• **Extracted material**
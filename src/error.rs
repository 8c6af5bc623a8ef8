//! Error types and exit codes for ctx-engine

use std::process::ExitCode;
use thiserror::Error;

/// Main error type for ctx-engine operations
#[derive(Error, Debug)]
pub enum CtxError {
    #[error("File not found: {path}")]
    FileNotFound { path: String },

    #[error("Unsupported language for extension: {extension}")]
    UnsupportedLanguage { extension: String },

    #[error("Failed to parse file: {message}")]
    ParseFailure { message: String },

    #[error("Semantic extraction failed: {message}")]
    ExtractionFailure { message: String },

    #[error("Embedding backend failed: {message}")]
    EmbeddingFailure { message: String },

    #[error("Persisted cache rejected: {message}")]
    CacheCorrupted { message: String },

    #[error("IO error: {0}")]
    Io(#[from] std::io::Error),
}

impl CtxError {
    /// Convert error to an exit code for the binary:
    /// - 0: Success
    /// - 1: File not found / IO error
    /// - 2: Unsupported language
    /// - 3: Parse failure
    /// - 4: Internal failure (extraction, embedding, cache)
    pub fn exit_code(&self) -> ExitCode {
        match self {
            Self::FileNotFound { .. } => ExitCode::from(1),
            Self::UnsupportedLanguage { .. } => ExitCode::from(2),
            Self::ParseFailure { .. } => ExitCode::from(3),
            Self::ExtractionFailure { .. } => ExitCode::from(4),
            Self::EmbeddingFailure { .. } => ExitCode::from(4),
            Self::CacheCorrupted { .. } => ExitCode::from(4),
            Self::Io(_) => ExitCode::from(1),
        }
    }
}

/// Result type alias for ctx-engine operations
pub type Result<T> = std::result::Result<T, CtxError>;
//! Language detection and tree-sitter grammar loading
//!
//! The context engine only parses the project's primary structured source
//! language (the TypeScript/JavaScript family). Every other file is indexed
//! as opaque text and never reaches the extractor.

use std::path::Path;
use tree_sitter::Language;

use crate::error::{CtxError, Result};

/// Supported source languages for symbol extraction
#[derive(Debug, Clone, Copy, PartialEq, Eq, Hash)]
pub enum Lang {
    TypeScript,
    Tsx,
    JavaScript,
    Jsx,
}

impl Lang {
    /// Detect language from file path extension
    pub fn from_path(path: &Path) -> Result<Self> {
        let ext = path
            .extension()
            .and_then(|e| e.to_str())
            .ok_or_else(|| CtxError::UnsupportedLanguage {
                extension: "none".to_string(),
            })?;

        Self::from_extension(ext)
    }

    /// Detect language from file extension string
    pub fn from_extension(ext: &str) -> Result<Self> {
        match ext.to_lowercase().as_str() {
            "ts" | "mts" | "cts" => Ok(Self::TypeScript),
            "tsx" => Ok(Self::Tsx),
            "js" | "mjs" | "cjs" => Ok(Self::JavaScript),
            "jsx" => Ok(Self::Jsx),
            _ => Err(CtxError::UnsupportedLanguage {
                extension: ext.to_string(),
            }),
        }
    }

    /// Get the canonical name of the language
    pub fn name(&self) -> &'static str {
        match self {
            Self::TypeScript => "typescript",
            Self::Tsx => "tsx",
            Self::JavaScript => "javascript",
            Self::Jsx => "jsx",
        }
    }

    /// Get the tree-sitter Language for parsing
    pub fn tree_sitter_language(&self) -> Language {
        match self {
            Self::TypeScript => tree_sitter_typescript::LANGUAGE_TYPESCRIPT.into(),
            Self::Tsx => tree_sitter_typescript::LANGUAGE_TSX.into(),
            Self::JavaScript | Self::Jsx => tree_sitter_javascript::LANGUAGE.into(),
        }
    }

    /// Check if a path is recognized as analyzable source
    pub fn is_supported(path: &Path) -> bool {
        Self::from_path(path).is_ok()
    }
}
//! ctx-engine CLI entry point

use std::path::{Path, PathBuf};
use std::process::ExitCode;
use std::sync::Arc;

use clap::Parser;

use ctx_engine::cache::{get_cache_base_dir, CacheStore};
use ctx_engine::cli::{Cli, Commands, GraphArgs, IndexArgs, QueryArgs, StatsArgs};
use ctx_engine::context::ContextOptions;
use ctx_engine::embedding::{EmbeddingBackend, EmbeddingService, HashingEmbedder, HttpEmbedder, EMBEDDING_DIM};
use ctx_engine::indexer::IndexProgressCallback;
use ctx_engine::service::IndexService;
use ctx_engine::workspace::OsWorkspace;
use ctx_engine::{CtxError, Result};

fn main() -> ExitCode {
    match run() {
        Ok(output) => {
            print!("{}", output);
            ExitCode::SUCCESS
        }
        Err(e) => {
            eprintln!("Error: {}", e);
            e.exit_code()
        }
    }
}

fn run() -> Result<String> {
    let cli = Cli::parse();
    init_tracing(cli.verbose);

    match &cli.command {
        Commands::Index(args) => run_index(&cli, args),
        Commands::Query(args) => run_query(&cli, args),
        Commands::Graph(args) => run_graph(&cli, args),
        Commands::Stats(args) => run_stats(&cli, args),
    }
}

fn init_tracing(verbose: bool) {
    let default = if verbose { "ctx_engine=debug" } else { "ctx_engine=info" };
    let _ = tracing_subscriber::fmt()
        .with_env_filter(
            tracing_subscriber::EnvFilter::try_from_default_env()
                .unwrap_or_else(|_| tracing_subscriber::EnvFilter::new(default)),
        )
        .with_writer(std::io::stderr)
        .try_init();
}

/// Build the engine service.
///
/// With `CTX_ENGINE_EMBED_URL` set, the primary backend is that HTTP
/// endpoint (model from `CTX_ENGINE_EMBED_MODEL`) and the hashing embedder
/// is the fallback; otherwise the service runs fully offline.
fn build_service() -> IndexService {
    let cache = Arc::new(CacheStore::new());

    let embeddings = match std::env::var("CTX_ENGINE_EMBED_URL") {
        Ok(url) => {
            let model = std::env::var("CTX_ENGINE_EMBED_MODEL")
                .unwrap_or_else(|_| "bge-small-en-v1.5".to_string());
            let primary: Arc<dyn EmbeddingBackend> =
                Arc::new(HttpEmbedder::new(url, model, EMBEDDING_DIM));
            let fallback: Arc<dyn EmbeddingBackend> = Arc::new(HashingEmbedder::default());
            Arc::new(EmbeddingService::new(primary, fallback, Arc::clone(&cache)))
        }
        Err(_) => Arc::new(EmbeddingService::offline(Arc::clone(&cache))),
    };

    IndexService::new(cache, embeddings)
}

fn cache_file_for(project: &Path) -> PathBuf {
    let key = ctx_engine::hash::content_hash(&project.display().to_string());
    get_cache_base_dir().join(format!("{}.json", key))
}

/// Index the project, restoring and persisting the embedding cache around
/// the run
fn index_project(service: &IndexService, path: &Path, progress: bool) -> Result<ctx_engine::service::IndexSummary> {
    let cache_file = cache_file_for(path);
    if let Err(e) = service.load_cache(&cache_file) {
        tracing::warn!("Starting with a cold cache: {}", e);
    }

    let workspace = OsWorkspace::new(path);
    let callback: Option<IndexProgressCallback> = if progress {
        Some(Box::new(|current, total, file| {
            eprintln!("[{}/{}] {}", current, total, file);
        }))
    } else {
        None
    };

    let summary = service.reindex(&workspace, callback)?;

    if let Err(e) = service.save_cache(&cache_file) {
        tracing::warn!("Cache not persisted: {}", e);
    }
    Ok(summary)
}

fn run_index(cli: &Cli, args: &IndexArgs) -> Result<String> {
    let service = build_service();
    let summary = index_project(&service, &args.path, args.progress)?;

    if cli.json {
        return to_json(&summary);
    }

    Ok(format!(
        "Indexed {} files in {}ms ({} added, {} updated, {} skipped, {} removed)\n",
        summary.total,
        summary.duration_ms,
        summary.added,
        summary.updated,
        summary.skipped,
        summary.removed
    ))
}

fn run_query(cli: &Cli, args: &QueryArgs) -> Result<String> {
    let service = build_service();
    index_project(&service, &args.path, false)?;

    let options = ContextOptions {
        max_files: args.max_files,
        max_tokens: args.max_tokens,
        ..ContextOptions::default()
    };
    let entries = service.query(&args.query, args.current_file.as_deref(), &options);

    if cli.json {
        if args.quality {
            let quality = service.evaluate_quality(&entries);
            return to_json(&serde_json::json!({
                "entries": entries,
                "quality": quality,
            }));
        }
        return to_json(&entries);
    }

    let mut out = String::new();
    if entries.is_empty() {
        out.push_str("No relevant files found.\n");
        return Ok(out);
    }

    for (i, entry) in entries.iter().enumerate() {
        out.push_str(&format!(
            "{}. {} (score {:.2}, {})\n",
            i + 1,
            entry.path,
            entry.score,
            entry.reason
        ));
    }
    out.push('\n');
    for entry in &entries {
        out.push_str(&format!("=== {} ===\n{}\n\n", entry.path, entry.content));
    }

    if args.quality {
        let quality = service.evaluate_quality(&entries);
        out.push_str(&format!(
            "Quality: {:.0} ({:?})\n",
            quality.score, quality.coverage
        ));
        for suggestion in &quality.suggestions {
            out.push_str(&format!("  - {}\n", suggestion));
        }
    }

    Ok(out)
}

fn run_graph(cli: &Cli, args: &GraphArgs) -> Result<String> {
    let service = build_service();
    index_project(&service, &args.path, false)?;

    let report = service.graph_report(args.critical);

    if cli.json {
        return to_json(&report);
    }

    let mut out = format!("Graph: {} files, {} edges\n", report.nodes, report.edges);

    if args.cycles {
        if report.cycles.is_empty() {
            out.push_str("No import cycles.\n");
        } else {
            out.push_str(&format!("{} import cycle(s):\n", report.cycles.len()));
            for cycle in &report.cycles {
                out.push_str(&format!("  {}\n", cycle.join(" -> ")));
            }
        }
    }

    if !report.critical_files.is_empty() {
        out.push_str("Most depended-upon files:\n");
        for file in &report.critical_files {
            out.push_str(&format!("  {} ({} dependents)\n", file.path, file.score));
        }
    }

    Ok(out)
}

fn run_stats(cli: &Cli, args: &StatsArgs) -> Result<String> {
    let service = build_service();
    index_project(&service, &args.path, false)?;

    // Build the graph so semantic counters are populated
    service.graph_report(0);
    let stats = service.stats();

    if cli.json {
        return to_json(&stats);
    }

    Ok(format!(
        "Files indexed:     {}\n\
         Symbols:           {}\n\
         Graph:             {} nodes, {} edges\n\
         Cache:             {} embeddings, {} metadata, {} generic ({} hits / {} misses)\n",
        stats.indexed_files,
        stats.semantic.total_symbols,
        stats.semantic.graph_nodes,
        stats.semantic.graph_edges,
        stats.cache.embedding_entries,
        stats.cache.metadata_entries,
        stats.cache.size,
        stats.cache.hits,
        stats.cache.misses
    ))
}

fn to_json<T: serde::Serialize>(value: &T) -> Result<String> {
    serde_json::to_string_pretty(value)
        .map(|s| format!("{}\n", s))
        .map_err(|e| CtxError::ExtractionFailure {
            message: format!("JSON serialization failed: {}", e),
        })
}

• **Exercise description**
Report, with no additional words, how many lines in the records above contain the word "verbose".

• **Response to this task**
3